Sur la semaine, la valeur liquidative du FCP Maxima est en hausse de 0.79% alors que dans le même temps, l’indice EuroStoxx50 dividendes réinvestis gagne 0.58%. Une semaine très politique en Europe mais sans grande conséquence sur les marchés actions. Notons que Mario Draghi a indiqué que la situation économique de la Zone Euro s’améliorait et que la BCE serait en mesure de réexaminer ses prévisions lors de sa prochaine réunion du 8 juin prochain. Le marché européen aura été très favorable aux valeurs de croissance défensives cette semaine. Malgré cela et malgré sa sous exposition, Maxima parvient à  devancer la progression du marché cette semaine grâce à un choix de valeurs plutôt efficace. UCB s’est bien reprise après la chute de la semaine passée, Atos poursuit sur sa lancée et les deux entrants de la semaine dernières, Lanxess et SR Téléperformance font partie des meilleures contributions. Du coté des fonds, le résultat est plus mitigé, notamment du côté de Mandarine Valeurs dont le profil n’est clairement as validé par le marché en ce moment.

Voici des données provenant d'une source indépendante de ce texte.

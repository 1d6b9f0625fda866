//! 访问令牌签发

use chrono::{DateTime, TimeDelta, Utc};
use serde::Serialize;
use tracing::{info, instrument};

use badgr_shared::observability::metrics;

use crate::error::{CoreError, Result};
use crate::models::{AccessToken, Application, Issuer, NewAccessToken, StaffRole, generate_token};
use crate::repository::Repositories;

/// 发行方令牌响应条目
#[derive(Debug, Clone, Serialize)]
pub struct IssuerToken {
    pub issuer: String,
    pub token: String,
    pub expires: DateTime<Utc>,
}

/// 发行方范围的 scope
pub fn issuer_scope(issuer_entity_id: &str) -> String {
    format!("rw:issuer:{}", issuer_entity_id)
}

pub struct TokenService {
    repos: Repositories,
    access_token_lifetime: TimeDelta,
    issuer_token_lifetime: TimeDelta,
}

impl TokenService {
    pub fn new(repos: Repositories, access_token_seconds: i64, issuer_token_weeks: i64) -> Self {
        Self {
            repos,
            access_token_lifetime: TimeDelta::try_seconds(access_token_seconds)
                .unwrap_or(TimeDelta::days(1)),
            issuer_token_lifetime: TimeDelta::try_weeks(issuer_token_weeks)
                .unwrap_or(TimeDelta::weeks(5200)),
        }
    }

    /// 口令模式与客户端模式共用：为用户签发新令牌
    #[instrument(skip(self))]
    pub async fn issue_access_token(
        &self,
        user_id: i64,
        application_id: i64,
        scope: &str,
    ) -> Result<AccessToken> {
        let token = self
            .repos
            .oauth
            .create_token(NewAccessToken {
                token: generate_token(),
                user_id: Some(user_id),
                application_id: Some(application_id),
                scope: scope.to_string(),
                expires: Utc::now() + self.access_token_lifetime,
            })
            .await?;
        info!(token_id = token.id, user_id, application_id, "Access token issued");
        Ok(token)
    }

    /// 为应用用户在每个发行方上取得（或复用）发行方范围的长期令牌，
    /// 并在其尚非成员时授予 staff 角色
    #[instrument(skip(self, application, issuers), fields(application = %application.client_id, count = issuers.len()))]
    pub async fn mint_issuer_tokens(
        &self,
        application: &Application,
        issuers: &[Issuer],
    ) -> Result<Vec<IssuerToken>> {
        let app_user = application.user_id.ok_or_else(|| {
            CoreError::validation("Application is not associated with a user")
        })?;
        let expires = Utc::now() + self.issuer_token_lifetime;

        let mut tokens = Vec::with_capacity(issuers.len());
        for issuer in issuers {
            let (_, granted) = self
                .repos
                .issuers
                .get_or_create_staff(issuer.id, app_user, StaffRole::Staff)
                .await?;
            if granted {
                info!(issuer = %issuer.entity_id, user_id = app_user, "Application user granted staff role");
            }

            let (token, created) = self
                .repos
                .oauth
                .get_or_create_token(NewAccessToken {
                    token: generate_token(),
                    user_id: Some(app_user),
                    application_id: Some(application.id),
                    scope: issuer_scope(&issuer.entity_id),
                    expires,
                })
                .await?;
            metrics::record_issuer_token(created);

            tokens.push(IssuerToken {
                issuer: issuer.entity_id.clone(),
                token: token.token,
                expires: token.expires,
            });
        }
        Ok(tokens)
    }
}
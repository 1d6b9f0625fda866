//! 外部徽章导入校验
//!
//! 从 URL、烘焙 PNG 或内联 JSON 取得 Open Badges 2.0 assertion，
//! 解析徽章定义与发行方文档，校验接收者身份，然后按 source_url
//! 在本地 get-or-create 对应的发行方、徽章定义与徽章实例。

mod checker;
mod fetcher;
pub mod png;

pub use checker::BadgeCheckService;
pub use fetcher::HttpFetcher;

use async_trait::async_trait;
use serde_json::Value;

use crate::error::Result;
use crate::models::{BadgeInstance, UserAccount};

/// 导入来源，三选一
#[derive(Debug, Clone)]
pub enum ImportSource {
    Url(String),
    /// 已解码的 PNG 字节
    Image(Vec<u8>),
    Assertion(Value),
}

impl ImportSource {
    pub fn kind(&self) -> &'static str {
        match self {
            Self::Url(_) => "url",
            Self::Image(_) => "image",
            Self::Assertion(_) => "assertion",
        }
    }
}

#[derive(Debug, Clone)]
pub struct ImportOutcome {
    pub instance: BadgeInstance,
    /// false 表示本地已存在同一 source_url 的实例
    pub created: bool,
}

/// 导入校验接口
#[cfg_attr(test, mockall::automock)]
#[async_trait]
pub trait BadgeCheck: Send + Sync {
    async fn get_or_create_assertion(
        &self,
        source: ImportSource,
        account: &UserAccount,
    ) -> Result<ImportOutcome>;
}

/// 远程 JSON 文档获取接口
#[cfg_attr(test, mockall::automock)]
#[async_trait]
pub trait DocumentFetcher: Send + Sync {
    async fn fetch_json(&self, url: &str) -> Result<Value>;
}
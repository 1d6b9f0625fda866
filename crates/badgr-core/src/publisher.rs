//! 用户缓存发布
//!
//! 徽章实例被接受、拒绝或导入后，需要让该用户的背包缓存失效，
//! 并在 Redis 频道上广播一次变更，供其他实例或推送服务订阅。

use std::sync::Arc;

use async_trait::async_trait;
use badgr_shared::cache::{Cache, CacheKey};
use tracing::{debug, warn};

/// 用户变更发布接口；失败只记录日志，不影响主流程
#[cfg_attr(test, mockall::automock)]
#[async_trait]
pub trait UserPublisher: Send + Sync {
    async fn publish_user(&self, user_entity_id: &str);
}

/// 基于 Redis 的发布实现
pub struct RedisUserPublisher {
    cache: Arc<Cache>,
}

impl RedisUserPublisher {
    pub fn new(cache: Arc<Cache>) -> Self {
        Self { cache }
    }
}

#[async_trait]
impl UserPublisher for RedisUserPublisher {
    async fn publish_user(&self, user_entity_id: &str) {
        let key = CacheKey::backpack_assertions(user_entity_id);
        if let Err(e) = self.cache.delete(&key).await {
            warn!(key = %key, error = %e, "背包缓存失效失败");
        }

        let channel = CacheKey::user_channel(user_entity_id);
        match self.cache.publish(&channel, "updated").await {
            Ok(receivers) => debug!(channel = %channel, receivers, "用户变更已发布"),
            Err(e) => warn!(channel = %channel, error = %e, "用户变更发布失败"),
        }
    }
}

/// Redis 关闭时使用
pub struct NoopPublisher;

#[async_trait]
impl UserPublisher for NoopPublisher {
    async fn publish_user(&self, user_entity_id: &str) {
        debug!(user = %user_entity_id, "Redis 未启用，跳过用户变更发布");
    }
}

/// 记录每次发布的用户，供路由测试断言发布次数
#[cfg(any(test, feature = "memory"))]
#[derive(Default)]
pub struct RecordingPublisher {
    published: std::sync::Mutex<Vec<String>>,
}

#[cfg(any(test, feature = "memory"))]
impl RecordingPublisher {
    pub fn new() -> Self {
        Self::default()
    }

    pub fn published(&self) -> Vec<String> {
        self.published
            .lock()
            .map(|p| p.clone())
            .unwrap_or_default()
    }

    pub fn count_for(&self, user_entity_id: &str) -> usize {
        self.published()
            .iter()
            .filter(|p| p.as_str() == user_entity_id)
            .count()
    }
}

#[cfg(any(test, feature = "memory"))]
#[async_trait]
impl UserPublisher for RecordingPublisher {
    async fn publish_user(&self, user_entity_id: &str) {
        if let Ok(mut published) = self.published.lock() {
            published.push(user_entity_id.to_string());
        }
    }
}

Nous n’avons pas réalisé d’opération significative en portefeuille cette semaine, et par conséquent, notre politique d’investissement marque toujours une certaine prudence avec un niveau d’exposition autour de 72%. Nous continuons à penser que les investisseurs font preuve d’une trop grande complaisance et nous conservons cette prudence pour se prémunir d’un mouvement de prises de bénéfices. La performance depuis le début de l’année du FCP Maxima s’établit à +6.74% contre +11.22% pour l’Eurostoxx50 dividendes réinvestis. Les encours sont de 10.5 mln d’euros.

N.B : Les performances et réalisations du passé ne constituent en rien une garantie pour des performances actuelles ou à venir. Elles ne sont pas stables dans le temps.